## Exercise aim
Below are records; output exactly the lines from the one with "pub(crate) async fn clear_form(&self)" through their final line.

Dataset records
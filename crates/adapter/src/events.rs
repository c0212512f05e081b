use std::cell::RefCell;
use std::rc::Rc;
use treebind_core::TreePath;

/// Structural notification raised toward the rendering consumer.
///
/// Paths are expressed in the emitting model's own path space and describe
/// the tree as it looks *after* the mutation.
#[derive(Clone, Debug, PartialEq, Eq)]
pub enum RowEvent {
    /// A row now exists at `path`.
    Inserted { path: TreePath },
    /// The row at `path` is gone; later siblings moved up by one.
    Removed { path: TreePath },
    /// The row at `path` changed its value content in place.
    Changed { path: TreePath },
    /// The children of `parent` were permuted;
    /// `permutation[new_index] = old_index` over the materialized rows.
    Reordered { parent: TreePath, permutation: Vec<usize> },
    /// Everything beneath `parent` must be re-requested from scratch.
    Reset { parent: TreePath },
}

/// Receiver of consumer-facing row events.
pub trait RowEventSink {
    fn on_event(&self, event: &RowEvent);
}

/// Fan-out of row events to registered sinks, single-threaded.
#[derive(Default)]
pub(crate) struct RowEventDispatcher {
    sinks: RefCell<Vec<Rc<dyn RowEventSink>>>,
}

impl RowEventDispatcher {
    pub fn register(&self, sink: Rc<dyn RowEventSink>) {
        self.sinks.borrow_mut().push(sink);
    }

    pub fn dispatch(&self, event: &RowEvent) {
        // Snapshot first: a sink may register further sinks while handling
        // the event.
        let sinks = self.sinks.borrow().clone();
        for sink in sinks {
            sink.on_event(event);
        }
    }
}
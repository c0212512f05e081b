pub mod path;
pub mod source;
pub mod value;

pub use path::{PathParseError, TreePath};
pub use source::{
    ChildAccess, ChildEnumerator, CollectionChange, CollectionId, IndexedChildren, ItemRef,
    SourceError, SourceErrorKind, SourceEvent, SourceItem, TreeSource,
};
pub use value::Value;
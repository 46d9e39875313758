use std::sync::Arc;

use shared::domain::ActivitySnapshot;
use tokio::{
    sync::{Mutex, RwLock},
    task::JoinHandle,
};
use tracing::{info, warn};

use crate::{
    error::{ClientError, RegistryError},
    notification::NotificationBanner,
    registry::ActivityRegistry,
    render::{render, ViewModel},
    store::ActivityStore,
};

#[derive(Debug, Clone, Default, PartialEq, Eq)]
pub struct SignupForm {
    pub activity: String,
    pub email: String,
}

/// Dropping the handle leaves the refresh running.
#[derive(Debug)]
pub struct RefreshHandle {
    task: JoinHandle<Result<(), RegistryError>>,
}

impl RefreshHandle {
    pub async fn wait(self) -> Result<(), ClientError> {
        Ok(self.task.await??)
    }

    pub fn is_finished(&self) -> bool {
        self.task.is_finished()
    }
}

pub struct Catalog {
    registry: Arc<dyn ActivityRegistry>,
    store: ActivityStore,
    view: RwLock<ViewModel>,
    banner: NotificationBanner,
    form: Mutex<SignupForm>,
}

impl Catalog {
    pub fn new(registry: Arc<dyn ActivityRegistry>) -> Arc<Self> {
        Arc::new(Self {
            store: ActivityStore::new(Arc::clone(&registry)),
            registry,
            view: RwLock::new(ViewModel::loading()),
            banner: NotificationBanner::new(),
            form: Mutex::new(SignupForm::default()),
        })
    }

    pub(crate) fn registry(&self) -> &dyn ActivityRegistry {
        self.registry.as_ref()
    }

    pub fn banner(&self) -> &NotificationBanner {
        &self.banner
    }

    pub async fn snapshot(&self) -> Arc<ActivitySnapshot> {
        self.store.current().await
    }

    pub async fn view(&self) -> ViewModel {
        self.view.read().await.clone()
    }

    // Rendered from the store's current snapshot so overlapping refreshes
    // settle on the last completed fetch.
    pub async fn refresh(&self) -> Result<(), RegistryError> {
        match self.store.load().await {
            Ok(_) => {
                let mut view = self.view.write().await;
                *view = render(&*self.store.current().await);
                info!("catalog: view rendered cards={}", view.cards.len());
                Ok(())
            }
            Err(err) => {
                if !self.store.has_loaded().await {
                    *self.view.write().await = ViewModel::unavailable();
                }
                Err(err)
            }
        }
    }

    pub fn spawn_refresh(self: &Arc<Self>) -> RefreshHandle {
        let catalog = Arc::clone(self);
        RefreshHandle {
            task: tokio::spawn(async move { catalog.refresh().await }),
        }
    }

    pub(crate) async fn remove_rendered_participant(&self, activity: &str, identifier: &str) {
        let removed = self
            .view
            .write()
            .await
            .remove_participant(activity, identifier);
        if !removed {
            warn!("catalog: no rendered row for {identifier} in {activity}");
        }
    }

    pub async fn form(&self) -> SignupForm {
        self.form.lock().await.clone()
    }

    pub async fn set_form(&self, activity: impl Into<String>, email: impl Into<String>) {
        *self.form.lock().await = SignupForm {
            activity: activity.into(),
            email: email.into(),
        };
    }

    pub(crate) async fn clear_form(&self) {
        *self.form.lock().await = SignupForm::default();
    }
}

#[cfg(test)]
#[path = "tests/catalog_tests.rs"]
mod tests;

## Completed task
    pub(crate) async fn clear_form(&self) {
        *self.form.lock().await = SignupForm::default();
    }
}

#[cfg(test)]
#[path = "tests/catalog_tests.rs"]
mod tests;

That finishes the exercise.